In short, society is divided largely between those who believe the Talwars were guilty and those who believe they could never be guilty. Almost everyone has a certainty of belief stronger than what any eyewitness could harbour. Of course, there was none in this case.

 

hile this is a physical criminal case involving murder, in the corporate-business-financial sector, such an approach of society is consistently universal. In every single case, everyone in society has a clear view on who has done wrong, in what manner, and regardless of the judicial outcome through due process of law, theories of how was done or was not done mushroom.

 

In most financial sector laws, the enforcement folks do not even have to convince a court of of their story — they themselves can pass orders indicting an accused. In appeal, it is the defence that is on trial — the appellant has to convince the relevant tribunal that the order is not sustainable. Justice, in such circumstances, has become a matter of conspicuous consumption.
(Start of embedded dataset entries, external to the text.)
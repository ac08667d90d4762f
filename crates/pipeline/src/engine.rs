//! Sequential render engine.
//!
//! Takes a render queue built by [`shotdesigner_core::queue`] and runs
//! each task against a single ComfyUI server: reuse checks, parameter
//! injection, submission, completion tracking, download and version
//! bookkeeping. Only one prompt is outstanding at any time.

use std::path::{Path, PathBuf};
use std::time::{Duration, Instant};

use serde::Serialize;
use serde_json::Value;
use tokio::sync::broadcast;
use tokio::sync::broadcast::error::RecvError;
use tokio_util::sync::CancellationToken;

use shotdesigner_comfyui::api::{history_ready, ComfyUIApi, ComfyUIApiError, PollConfig};
use shotdesigner_comfyui::client::{ComfyUIClient, ComfyUIConnection};
use shotdesigner_comfyui::events::ExecutionEvent;
use shotdesigner_comfyui::history::{find_primary_output, PrimaryOutput};
use shotdesigner_comfyui::processor::{track_prompt, TrackOutcome};
use shotdesigner_comfyui::reconnect::{reconnect_loop, ReconnectConfig};
use shotdesigner_core::error::CoreError;
use shotdesigner_core::ffmpeg;
use shotdesigner_core::naming;
use shotdesigner_core::param::{Param, ParamSource};
use shotdesigner_core::project::{project_folder, Project};
use shotdesigner_core::queue::RenderTask;
use shotdesigner_core::settings::Settings;
use shotdesigner_core::shot::{MediaKind, WorkflowParams};
use shotdesigner_core::signature::{render_signature, workflow_signature};
use shotdesigner_core::workflow::WorkflowGraph;

use crate::error::PipelineError;

const EVENT_CHANNEL_CAPACITY: usize = 256;

/// How often a dynamic param checks for its source file.
const PREV_RESULT_POLL: Duration = Duration::from_secs(1);

/// Progress notifications for render subscribers.
#[derive(Debug, Clone, Serialize)]
#[serde(tag = "type", rename_all = "snake_case")]
pub enum RenderEvent {
    TaskStarted {
        shot_index: usize,
        workflow_index: usize,
        shot: String,
        workflow: String,
    },
    /// A ComfyUI execution event for the running task.
    Execution {
        shot_index: usize,
        workflow_index: usize,
        event: ExecutionEvent,
    },
    TaskReused {
        shot_index: usize,
        workflow_index: usize,
        path: String,
    },
    TaskCompleted {
        shot_index: usize,
        workflow_index: usize,
        path: String,
        is_video: bool,
    },
    TaskFailed {
        shot_index: usize,
        workflow_index: usize,
        error: String,
    },
    QueueFinished { summary: RenderSummary },
}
It is easy to assail a victorious appellant as someone who got away for want of proper evidence — an alias for saying society will treat an accused as guilty even if courts do not believe her to be guilty.

 

Add to the mix, the practice of passing ex parte orders (orders passed without even a hearing) with clear and firm conclusions even before investigations are completed. A regulator can take a public position, however wrong investigations may subsequently prove them to be, and pass orders imposing restraints on the suspect. Having done so, the process of a “post-decisional hearing” and the suspect’s efforts at getting the restraints removed necessarily entails the defence being put on trial. The regulator gets a lot of mileage by attacking the credibility of the defence, without caring to first demonstrate the basis and validity of the unilateral ex parte order in the first place. In the eyes of society, that the state machinery has found fault with someone and believes that she has done wrong, is enough to make the suspect a convict.

 

Little wonder then that colourful use of language often seeks to make up for absence of articulated reasons in such orders. Indeed, even in the Aarushi case, the trial judge who wrote the order buying into the prosecution story, is reported to have taken pride in an interview with Avirook Sen (author: Aarushi; the interview is set out in Sen’s book on the case) in how he flew down his son, whose command over English was put to use to write a good quality order.

 

No one can really predict what will eventually happen to the Talwars in the judicial process. A further appeal is likely to follow — it may or may not succeed. The Supreme Court will eventually rule. That court is necessarily right because it is final. It is not final because it is right. Regardless of judicial outcome, sections of society have very clear and firm views on their guilt or on their innocence.

 

Worldwide, even after final rulings by supreme courts, convicts have been pulled out of prison or even out of death row because of relentless efforts by journalists and television documentaries, whose intrigue about a case refuses to let them accept what meets the eye and what is dished out to selective ears. That a book even got written on this case in India, with an independent resolve to probe facts rather than re-hash the versions given by prosecutors, is the Indian media’s saving grace.

 

That a movie-maker even took interest in a story of this nature to risk a commercial film on it is also not common. For a movie like Talvar, that is accused of influencing the outcome in the appeal, there has also been a movie such as No One Killed Jessica, which spoke about accused being wrongfully absolved (unwittingly, the name has laid down a popular expectation that when there is a crime, if the accused has not done it, the crime never took place). That movie too followed meticulous journalistic work proving how witnesses had lied during trial.

 

Somehow, the sight of a specific person going to prison for a crime seems to warm many an Indian heart as compared with the sight of seeing the evidence stacked up against an accused just not withstanding judicial scrutiny. There is a nice coinage that has been developed for this concept: “collective conscience”.The concept was, for example, relied on to confirm the death sentence for an accused in the case involving the attack on Parliament, even while acknowledging that the evidence and the quality of trial was weak.

 

In other words, if a case shakes up society well enough to have its attention rivetted, the standard of would practically vary. Therefore, the incentive for prosecutors and regulators is perversely weighed in favour of scandalising a case strongly enough for society’s attention to stay rivetted to the lurid details dished out, leaving it open to ignore facts and evidentiary standards. Of course, whether someone going to jail or someone being let off is more acceptable for a society’s collective conscience is a pointer to what kind of society we are as a collective.

 

This column was published under the title Without Contempt in the Business Standard editions dated October 19, 2017

Subversion of law in law-making

The abuse of law in the very making of law may sound deeply ironical. Yet, it is surprisingly common

Subversion of the law in legislation is common. Parliamentary processes are subverted by lawmakers in Parliament, occupants of high office subvert the faith reposed in them by the Constitution, Parliament is subverted by governments, and law made by Parliament is subverted by government departments and regulators while writing subordinate law. This is also correspondingly true of law-making in the states.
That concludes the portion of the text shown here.